Task statement: When the string "PlaceId" occurs in a line of the records, show that line.

[Stored items from a collection]
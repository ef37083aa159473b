//! 强类型标识符：库所、迁移与弧在各自存储中的位置。
use std::fmt;

use serde::{Deserialize, Serialize};

use crate::net::index_vec::Idx;

macro_rules! define_id {
    ($(#[$meta:meta])* $name:ident, $prefix:literal) => {
        $(#[$meta])*
        #[derive(Clone, Copy, PartialEq, Eq, PartialOrd, Ord, Hash, Serialize, Deserialize)]
        #[serde(transparent)]
        #[repr(transparent)]
        pub struct $name(pub u32);

        impl $name {
            pub const fn new(raw: u32) -> Self {
                Self(raw)
            }

            pub const fn raw(self) -> u32 {
                self.0
            }
        }

        impl fmt::Debug for $name {
            fn fmt(&self, f: &mut fmt::Formatter<'_>) -> fmt::Result {
                write!(f, concat!($prefix, "{}"), self.0)
            }
        }

        impl fmt::Display for $name {
            fn fmt(&self, f: &mut fmt::Formatter<'_>) -> fmt::Result {
                fmt::Debug::fmt(self, f)
            }
        }

        impl Idx for $name {
            fn index(self) -> usize {
                self.0 as usize
            }

            fn from_usize(idx: usize) -> Self {
                Self(u32::try_from(idx).expect(concat!(stringify!($name), " index exceeds u32::MAX")))
            }
        }
    };
}

define_id!(
    /// 库所在 [`Net`](crate::net::Net) 与 [`Marking`](crate::net::Marking) 中的位置。
    PlaceId,
    "p"
);
define_id!(
    /// 迁移在 [`Net`](crate::net::Net) 中的位置。
    TransitionId,
    "t"
);
define_id!(ArcId, "a");

#[cfg(test)]
mod tests {
    use super::*;

    #[test]
    fn ids_render_with_kind_prefix() {
        assert_eq!(format!("{:?}", PlaceId::new(3)), "p3");
        assert_eq!(TransitionId::from_usize(7).to_string(), "t7");
        assert_eq!(ArcId::new(0).index(), 0);
    }

    #[test]
    fn largest_raw_index_round_trips() {
        let id = PlaceId::from_usize(u32::MAX as usize);
        assert_eq!(id.raw(), u32::MAX);
    }

    #[cfg(target_pointer_width = "64")]
    #[test]
    #[should_panic(expected = "PlaceId index exceeds u32::MAX")]
    fn oversized_index_is_rejected() {
        let _ = PlaceId::from_usize(u32::MAX as usize + 1);
    }
}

Exercise solution:
    PlaceId,
        assert_eq!(format!("{:?}", PlaceId::new(3)), "p3");
        let id = PlaceId::from_usize(u32::MAX as usize);
    #[should_panic(expected = "PlaceId index exceeds u32::MAX")]
        let _ = PlaceId::from_usize(u32::MAX as usize + 1);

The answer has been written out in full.